Net PP&E is $282M.  I think that is overstated because the new plant Barnwell was over budget by $40M now due to cost overruns and delayed startup costs, while the other plant has been 30% idle even in the prior upturn. But I would not argue that PP&E adjusted for these items is over $200M.

 

However, PP&E <> value.  Besides competitors building new plants nearby so sales growth will be tough for years, the new Barnwell plant which is maybe 60% of adjusted PP&E is a QRT machine, which as far as I can tell has just one customer worldwide – TIS.  QRT is produced by Valmet who is #1 worldwide in making tissue machines. The competitors building nearby TIS plants will use Valmet machines (Sofidel has 15 Valmet tissue machines).  When everyone (GP, Sofidel, CLW, etc) are choosing different Valmet machines, it says something.

 

Also, as far as PP&E, remember that buying and moving the plant is not quite cost prohibitive but a majority of the costs are not the machines but rather facility modifications, setup, and startup costs.

 

Risks are two fold:

1)   Someone overpays.  Always a risk, but CLW just announced the QTR and didn´t seem to be a bidder, while Sofidel is looking at European tissue assets for sale so not sure what their capacity is. 

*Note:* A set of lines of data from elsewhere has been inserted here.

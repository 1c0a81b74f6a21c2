use thiserror::Error;

/// Failure of the backing record store. Store failures are hard errors: the
/// guarded operation must not proceed unguarded, so callers fail the request
/// instead of risking a double execution.
#[derive(Debug, Error)]
pub enum StoreError {
    #[error("idempotency record not found for key")]
    RecordNotFound,
    #[error("idempotency store backend error: {0}")]
    Backend(#[source] anyhow::Error),
}

#[derive(Debug, Error)]
pub enum IdempotencyError {
    #[error("invalid idempotency key: must be between 8 and 255 characters")]
    InvalidKey,
    /// The key was reused with a different request hash or by a different
    /// owning context. Not retryable with the same key.
    #[error("idempotency key '{key}' already used with different request parameters")]
    Conflict { key: String },
    /// A concurrent request holding the same key has not finished yet.
    #[error("request with idempotency key '{key}' is in progress; retry shortly")]
    InProgress { key: String },
    /// A completed record has no stored response to replay. Indicates store
    /// corruption; surfaced rather than silently re-executing.
    #[error("idempotency record for key '{key}' is completed but has no stored response")]
    MissingResponse { key: String },
    #[error(transparent)]
    Store(#[from] StoreError),
    #[error("failed to serialize idempotency payload: {0}")]
    Serialization(#[from] serde_json::Error),
}
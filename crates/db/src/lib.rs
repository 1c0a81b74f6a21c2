//! Database-backed record store for multi-instance deployments.
//!
//! The in-memory store only deduplicates requests landing on one process.
//! `DbStore` moves the records into a shared database where the unique index
//! on the key column makes the claim step atomic across instances.

use sea_orm::{ConnectOptions, Database, DatabaseConnection};
use sea_orm_migration::MigratorTrait;

pub mod entities;
pub mod store;

pub use sea_orm::DbErr;
pub use store::DbStore;

#[derive(Clone)]
pub struct DBService {
    pub conn: DatabaseConnection,
}

impl DBService {
    /// Connect and bring the schema up to date.
    pub async fn connect(database_url: &str) -> Result<DBService, DbErr> {
        let mut options = ConnectOptions::new(database_url.to_string());
        options.sqlx_logging(false);
        let conn = Database::connect(options).await?;
        db_migration::Migrator::up(&conn, None).await?;
        Ok(DBService { conn })
    }
}
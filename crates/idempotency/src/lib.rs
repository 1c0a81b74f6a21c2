//! Request idempotency and response replay.
//!
//! A client tags a mutating request with an `Idempotency-Key`. The first
//! successful execution records the response; retries carrying the same key
//! and the same request hash get the recorded response back instead of
//! re-executing the operation. A reused key with a different payload, or a
//! different owning tenant, is a conflict.
//!
//! The [`IdempotencyService`] owns the decision logic and delegates storage
//! to a pluggable [`store::IdempotencyStore`]: an in-process map for
//! single-instance deployments and tests, or a database-backed store for
//! horizontally scaled ones.

pub mod config;
pub mod error;
pub mod hash;
pub mod keys;
pub mod record;
pub mod service;
pub mod store;
pub mod wrapper;

pub use config::IdempotencyConfig;
pub use error::{IdempotencyError, StoreError};
pub use record::{IdempotencyRecord, RecordState, RequestContext};
pub use service::{BeginOutcome, CheckResult, IdempotencyService};
pub use store::{ClaimOutcome, IdempotencyStore, StoreStats, memory::MemoryStore};
pub use wrapper::with_idempotency;
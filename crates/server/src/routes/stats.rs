use axum::{extract::State, response::Json as ResponseJson};
use idempotency::StoreStats;

use crate::{error::ApiError, response::ApiResponse, state::AppState};

pub async fn get_stats(
    State(state): State<AppState>,
) -> Result<ResponseJson<ApiResponse<StoreStats>>, ApiError> {
    let stats = state.idempotency.stats().await?;
    Ok(ResponseJson(ApiResponse::success(stats)))
}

2)   No bids or bids so small the lenders balk.  There are at least half a dozen of players that could buy,  but not sure how to handicap what the lenders are thinking.  However if the lenders wanted to keep going, I would think TIS would be scheduling a conference call by now.

 

 

How this plays out:  To avoid a shareholder vote, will need to be a Section 383 bankruptcy filing.  Since contracts signed pre BK would be invalid, a buyer wanting TIS would need to negotiate the purchase agreement and then TIS files, the judge then ratifies the contract as a stalking horse bid, and then for two months or so there is another sales process.  Which means the stock will likely decline a lot with the BK filing, but won´t be a zero right away.   But given the long investors will sell post BK its safe to say the stock will be down a lot.

 

Timing:  Per the 8-K, the signed purchase agreement was due July 31st.  When I look at the timing closely, I think it was doable but aggressive, so not sure we can pin down a specific day as surely if the buyer needed a little more time the lenders would accomodate.  I would say “soon”.

I do not hold a position with the issuer such as employment, directorship, or consultancy.
I and/or others I advise hold a material investment in the issuer's securities.